Voilà. Ce n'est pas mal. On est d'ailleurs plus souvent d'accord avec la presse de mode qu'avec la presse d'information générale. Au moins ne risque-t-elle pas trop de se tromper. Ce qui nous intéresse, nous, dans cette "secte" que serait HBA, c'est qu'elle soit à ce point d'abord invraisemblable pour les adultes, qui ont longtemps cru que les jeunes continueraient à s'habiller comme eux : Vans, jeans designer et casquette.
HBA est moins une révolution de la mode, qui a toujours été capable d'audace, qu'une révolution du streetwear, si longtemps figé dans les clichés, et donc de l'univers mental des jeunes qui le portent, dans nos banlieues ou dans un bidonville de Kingston, Lagos ou Rio de Janeiro. Car c'est ainsi que s'habillent maintenant les durs de durs du ragga jamaïcain. Envoyant paître aussi bien les clichés de la virilité prolétaire (qu'est-ce qui est aussi répandu maintenant que les sourcils épilés à la Ronaldo ?) que l'idée bourgeoise de ce qui se fait et ne se fait pas (les coupes de cheveux des footballeurs sont une annexe fantaisie du salon de la coiffure, en évolution permanente).

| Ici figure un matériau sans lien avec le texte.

//! Dashboard stats: row counts and the most recent uploads.

use axum::{extract::State, Json};
use serde::Serialize;
use std::sync::Arc;

use crate::auth::Identity;
use crate::db::{self, RecordingWithUploader};
use crate::AppState;

use super::error::ApiError;

#[derive(Debug, Serialize)]
pub struct DashboardResponse {
    pub recording_count: i64,
    pub transcription_count: i64,
    pub analysis_count: i64,
    pub recent_recordings: Vec<RecordingWithUploader>,
}

/// GET /api/dashboard
pub async fn stats(
    State(state): State<Arc<AppState>>,
    _identity: Identity,
) -> Result<Json<DashboardResponse>, ApiError> {
    let (recording_count,): (i64,) = sqlx::query_as("SELECT COUNT(*) FROM audio_recordings")
        .fetch_one(&state.db)
        .await?;
    let (transcription_count,): (i64,) = sqlx::query_as("SELECT COUNT(*) FROM transcriptions")
        .fetch_one(&state.db)
        .await?;
    let (analysis_count,): (i64,) = sqlx::query_as("SELECT COUNT(*) FROM sentiment_analysis")
        .fetch_one(&state.db)
        .await?;

    let recent_recordings = db::list_all_recordings(&state.db, 5).await?;

    Ok(Json(DashboardResponse {
        recording_count,
        transcription_count,
        analysis_count,
        recent_recordings,
    }))
}
//! Login, logout, and current-session endpoints.

use axum::{extract::State, Json};
use axum_extra::extract::cookie::{Cookie, CookieJar, SameSite};
use serde::Serialize;
use std::sync::Arc;

use crate::auth::{self, Identity, SESSION_COOKIE};
use crate::db::{self, LoginRequest, LoginResponse, Role, UserResponse};
use crate::AppState;

use super::error::ApiError;

/// Current-session response: identity plus the CSRF token the frontend must
/// echo on every state-changing submission.
#[derive(Debug, Serialize)]
pub struct SessionResponse {
    pub user_id: String,
    pub username: String,
    pub role: Role,
    pub first_name: String,
    pub last_name: String,
    pub csrf_token: String,
}

fn session_cookie(token: String) -> Cookie<'static> {
    Cookie::build((SESSION_COOKIE, token))
        .path("/")
        .http_only(true)
        .same_site(SameSite::Lax)
        .build()
}

/// Login endpoint
///
/// POST /api/auth/login
pub async fn login(
    State(state): State<Arc<AppState>>,
    jar: CookieJar,
    Json(request): Json<LoginRequest>,
) -> Result<(CookieJar, Json<LoginResponse>), ApiError> {
    if request.username.trim().is_empty() || request.password.is_empty() {
        return Err(ApiError::validation_field(
            "username",
            "Please enter both username and password",
        ));
    }

    let user = auth::authenticate(&state.db, &request.username, &request.password).await?;

    // A brand-new session token on every login; any token the browser held
    // before is simply replaced.
    let (token, session) =
        auth::create_session(&state.db, &user, state.config.auth.session_ttl_hours).await?;

    tracing::info!(username = %user.username, "User logged in");

    let jar = jar.add(session_cookie(token));
    Ok((
        jar,
        Json(LoginResponse {
            user: UserResponse::from(user),
            csrf_token: session.csrf_token,
        }),
    ))
}

/// Logout endpoint. Destroys the session unconditionally.
///
/// POST /api/auth/logout
pub async fn logout(
    State(state): State<Arc<AppState>>,
    jar: CookieJar,
    identity: Identity,
) -> Result<(CookieJar, Json<serde_json::Value>), ApiError> {
    auth::destroy_session(&state.db, &identity.session_id).await?;

    tracing::info!(username = %identity.username, "User logged out");

    let jar = jar.remove(Cookie::from(SESSION_COOKIE));
    Ok((jar, Json(serde_json::json!({ "logged_out": true }))))
}

/// Current identity for the frontend.
///
/// GET /api/auth/session
pub async fn session(
    State(state): State<Arc<AppState>>,
    identity: Identity,
) -> Result<Json<SessionResponse>, ApiError> {
    // The session snapshot is authoritative for names; re-check the account
    // still exists so a deleted user cannot keep an identity alive.
    if db::get_user_by_id(&state.db, &identity.user_id)
        .await?
        .is_none()
    {
        return Err(ApiError::unauthenticated());
    }

    Ok(Json(SessionResponse {
        user_id: identity.user_id,
        username: identity.username,
        role: identity.role,
        first_name: identity.first_name,
        last_name: identity.last_name,
        csrf_token: identity.csrf_token,
    }))
}
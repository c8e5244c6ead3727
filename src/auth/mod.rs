//! Session authentication, role authorization, and CSRF protection.
//!
//! Every page handler consumes this module through the [`Identity`] extractor
//! and its guard methods. Guard order is authentication, then role, then CSRF
//! (the CSRF check runs as middleware on state-changing methods only).

use argon2::{
    password_hash::{rand_core::OsRng, PasswordHash, PasswordHasher, PasswordVerifier, SaltString},
    Argon2,
};
use axum::{
    async_trait,
    body::Body,
    extract::{FromRequestParts, State},
    http::{request::Parts, Method, Request},
    middleware::Next,
    response::Response,
};
use axum_extra::extract::cookie::CookieJar;
use chrono::{Duration, Utc};
use rand::Rng;
use sha2::{Digest, Sha256};
use sqlx::SqlitePool;
use std::sync::Arc;
use subtle::ConstantTimeEq;

use crate::api::error::ApiError;
use crate::db::{self, Role, Session, User, UserStatus};
use crate::AppState;

/// Name of the browser-held session cookie.
pub const SESSION_COOKIE: &str = "callscope_session";

/// Header carrying the CSRF token on state-changing submissions. One name,
/// used consistently by every form in the frontend.
pub const CSRF_HEADER: &str = "x-csrf-token";

/// Hash a password using Argon2
pub fn hash_password(password: &str) -> Result<String, argon2::password_hash::Error> {
    let salt = SaltString::generate(&mut OsRng);
    let argon2 = Argon2::default();
    let hash = argon2.hash_password(password.as_bytes(), &salt)?;
    Ok(hash.to_string())
}

/// Verify a password against a hash
pub fn verify_password(password: &str, hash: &str) -> bool {
    let parsed_hash = match PasswordHash::new(hash) {
        Ok(h) => h,
        Err(_) => return false,
    };
    Argon2::default()
        .verify_password(password.as_bytes(), &parsed_hash)
        .is_ok()
}

/// Generate a random 256-bit token, hex-encoded
pub fn generate_token() -> String {
    let mut rng = rand::rng();
    let bytes: [u8; 32] = rng.random();
    hex::encode(bytes)
}

/// Hash a session token for storage
fn hash_token(token: &str) -> String {
    let mut hasher = Sha256::new();
    hasher.update(token.as_bytes());
    hex::encode(hasher.finalize())
}

/// Compare a submitted CSRF token against the session's stored value without
/// leaking how long a matching prefix was.
pub fn validate_csrf(expected: &str, submitted: &str) -> bool {
    let expected = expected.as_bytes();
    let submitted = submitted.as_bytes();
    expected.len() == submitted.len() && expected.ct_eq(submitted).into()
}

/// Timestamp format comparable to SQLite's datetime('now')
fn sql_timestamp(ts: chrono::DateTime<Utc>) -> String {
    ts.format("%Y-%m-%d %H:%M:%S").to_string()
}

// -------------------------------------------------------------------------
// Credential verification and session lifecycle
// -------------------------------------------------------------------------

/// Verify a username/password pair against the user store.
///
/// Unknown usernames and wrong passwords are indistinguishable to the caller;
/// an inactive account with valid credentials is the one visible branch.
pub async fn authenticate(
    pool: &SqlitePool,
    username: &str,
    password: &str,
) -> Result<User, ApiError> {
    let user = db::get_user_by_username(pool, username)
        .await?
        .ok_or_else(ApiError::invalid_credentials)?;

    if !verify_password(password, &user.password_hash) {
        return Err(ApiError::invalid_credentials());
    }

    if user.status != UserStatus::Active {
        return Err(ApiError::account_inactive());
    }

    Ok(user)
}

/// Establish a new session for a user. A fresh token and CSRF token are
/// issued on every login, so an anonymous pre-login identifier can never be
/// fixated into an authenticated one.
pub async fn create_session(
    pool: &SqlitePool,
    user: &User,
    ttl_hours: i64,
) -> Result<(String, Session), ApiError> {
    let token = generate_token();
    let token_hash = hash_token(&token);
    let csrf_token = generate_token();

    let session_id = uuid::Uuid::new_v4().to_string();
    let now = Utc::now();
    let expires_at = sql_timestamp(now + Duration::hours(ttl_hours));

    sqlx::query(
        "INSERT INTO sessions
         (id, user_id, token_hash, csrf_token, username, role, first_name, last_name, expires_at)
         VALUES (?, ?, ?, ?, ?, ?, ?, ?, ?)",
    )
    .bind(&session_id)
    .bind(&user.id)
    .bind(&token_hash)
    .bind(&csrf_token)
    .bind(&user.username)
    .bind(user.role)
    .bind(&user.first_name)
    .bind(&user.last_name)
    .bind(&expires_at)
    .execute(pool)
    .await?;

    let session = Session {
        id: session_id,
        user_id: user.id.clone(),
        token_hash,
        csrf_token,
        username: user.username.clone(),
        role: user.role,
        first_name: user.first_name.clone(),
        last_name: user.last_name.clone(),
        expires_at,
        created_at: sql_timestamp(now),
    };

    Ok((token, session))
}

/// Look up a live session by its browser-held token.
pub async fn session_from_token(
    pool: &SqlitePool,
    token: &str,
) -> Result<Option<Session>, sqlx::Error> {
    let token_hash = hash_token(token);
    sqlx::query_as("SELECT * FROM sessions WHERE token_hash = ? AND expires_at > datetime('now')")
        .bind(&token_hash)
        .fetch_optional(pool)
        .await
}

/// Destroy a session unconditionally.
pub async fn destroy_session(pool: &SqlitePool, session_id: &str) -> Result<(), sqlx::Error> {
    sqlx::query("DELETE FROM sessions WHERE id = ?")
        .bind(session_id)
        .execute(pool)
        .await?;
    Ok(())
}

/// Keep the session's name snapshot in step with profile updates.
pub async fn refresh_session_names(
    pool: &SqlitePool,
    session_id: &str,
    first_name: &str,
    last_name: &str,
) -> Result<(), sqlx::Error> {
    sqlx::query("UPDATE sessions SET first_name = ?, last_name = ? WHERE id = ?")
        .bind(first_name)
        .bind(last_name)
        .bind(session_id)
        .execute(pool)
        .await?;
    Ok(())
}

/// Validate a new-password submission against policy.
pub fn validate_new_password(
    new_password: &str,
    confirm_password: &str,
    min_length: usize,
) -> Result<(), ApiError> {
    if new_password != confirm_password {
        return Err(ApiError::validation_field(
            "confirm_password",
            "New passwords do not match",
        ));
    }
    if new_password.len() < min_length {
        return Err(ApiError::validation_field(
            "new_password",
            format!("New password must be at least {min_length} characters long"),
        ));
    }
    Ok(())
}

/// Change a user's password after re-proving the current one.
pub async fn change_password(
    pool: &SqlitePool,
    user: &User,
    current_password: &str,
    new_password: &str,
    confirm_password: &str,
    min_length: usize,
) -> Result<(), ApiError> {
    validate_new_password(new_password, confirm_password, min_length)?;

    if !verify_password(current_password, &user.password_hash) {
        return Err(ApiError::validation_field(
            "current_password",
            "Current password is incorrect",
        ));
    }

    let new_hash = hash_password(new_password)
        .map_err(|e| ApiError::internal(format!("Failed to hash password: {e}")))?;
    db::update_user_password(pool, &user.id, &new_hash).await?;
    Ok(())
}

/// Ensure a default admin account exists, seeding one on first start.
pub async fn ensure_admin_user(
    pool: &SqlitePool,
    username: &str,
    email: &str,
    password: &str,
) -> anyhow::Result<()> {
    if db::username_exists(pool, username).await? {
        return Ok(());
    }

    let password_hash =
        hash_password(password).map_err(|e| anyhow::anyhow!("Failed to hash password: {e}"))?;
    let id = uuid::Uuid::new_v4().to_string();

    sqlx::query(
        "INSERT INTO users (id, username, email, password_hash, role, first_name, last_name)
         VALUES (?, ?, ?, ?, 'admin', 'System', 'Admin')",
    )
    .bind(&id)
    .bind(username)
    .bind(email)
    .bind(&password_hash)
    .execute(pool)
    .await?;

    tracing::info!(username = username, "Created default admin user");
    Ok(())
}

// -------------------------------------------------------------------------
// Guards
// -------------------------------------------------------------------------

/// Identity of the authenticated caller, extracted from the session cookie.
/// Extracting it is the authentication guard: handlers that take an
/// `Identity` argument cannot run without a live session.
#[derive(Debug, Clone)]
pub struct Identity {
    pub session_id: String,
    pub user_id: String,
    pub username: String,
    pub role: Role,
    pub first_name: String,
    pub last_name: String,
    pub csrf_token: String,
}

impl From<Session> for Identity {
    fn from(session: Session) -> Self {
        Self {
            session_id: session.id,
            user_id: session.user_id,
            username: session.username,
            role: session.role,
            first_name: session.first_name,
            last_name: session.last_name,
            csrf_token: session.csrf_token,
        }
    }
}

impl Identity {
    /// Role guard: the caller's role must be in the allow-set. Each call site
    /// names its set explicitly; there is no privilege ranking.
    pub fn require_role(&self, allowed: &[Role]) -> Result<(), ApiError> {
        if allowed.contains(&self.role) {
            Ok(())
        } else {
            Err(ApiError::unauthorized("You are not permitted to do this"))
        }
    }

    /// Ownership guard: owners see their own records; admin and supervisor
    /// sessions see everyone's. Callers surface a denial as NotFound so a
    /// record's existence never leaks.
    pub fn can_access_owned(&self, owner_id: &str) -> bool {
        self.role.is_elevated() || self.user_id == owner_id
    }
}

fn session_token_from_parts(parts: &Parts) -> Option<String> {
    let jar = CookieJar::from_headers(&parts.headers);
    jar.get(SESSION_COOKIE).map(|c| c.value().to_string())
}

#[async_trait]
impl FromRequestParts<Arc<AppState>> for Identity {
    type Rejection = ApiError;

    async fn from_request_parts(
        parts: &mut Parts,
        state: &Arc<AppState>,
    ) -> Result<Self, Self::Rejection> {
        let token = session_token_from_parts(parts).ok_or_else(ApiError::unauthenticated)?;
        let session = session_from_token(&state.db, &token)
            .await?
            .ok_or_else(ApiError::unauthenticated)?;
        Ok(Identity::from(session))
    }
}

/// CSRF middleware for state-changing methods. Read-only requests pass
/// through; everything else must carry the session's token in the
/// `x-csrf-token` header. A missing session here is an authentication
/// failure, not a CSRF one.
pub async fn csrf_middleware(
    State(state): State<Arc<AppState>>,
    request: Request<Body>,
    next: Next,
) -> Result<Response, ApiError> {
    if matches!(
        *request.method(),
        Method::GET | Method::HEAD | Method::OPTIONS
    ) {
        return Ok(next.run(request).await);
    }

    let (parts, body) = request.into_parts();
    let token = session_token_from_parts(&parts).ok_or_else(ApiError::unauthenticated)?;
    let session = session_from_token(&state.db, &token)
        .await?
        .ok_or_else(ApiError::unauthenticated)?;

    let submitted = parts
        .headers
        .get(CSRF_HEADER)
        .and_then(|h| h.to_str().ok())
        .unwrap_or("");

    if !validate_csrf(&session.csrf_token, submitted) {
        // Deliberately generic: do not reveal whether the token was missing,
        // stale, or wrong.
        return Err(ApiError::invalid_request());
    }

    let request = Request::from_parts(parts, body);
    Ok(next.run(request).await)
}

Dans son dernier défilé, HBA collectionne les gueules cassées, trafiquées (pensez aux dentiers des rappers d'aujourd'hui), écrasées par des bas qui évoquent à la fois le braqueur et celui qui veut échapper aux logiciels de reconnaissance des visages (leur solution est bien moins chère et meilleure que celles inventées jusqu'à présent par les artistes cyber : il suffisait de penser à en faire une mode). C'est se moquer de la beauté. Ou non ? La redéfinir ? Ou s'en méfier ? Indice que nous vous proposons : la similitude entre la démarche 2015 de HBA et les photomontages post-guerre des tranchées et pile dans la crise des artistes DADA des années 20.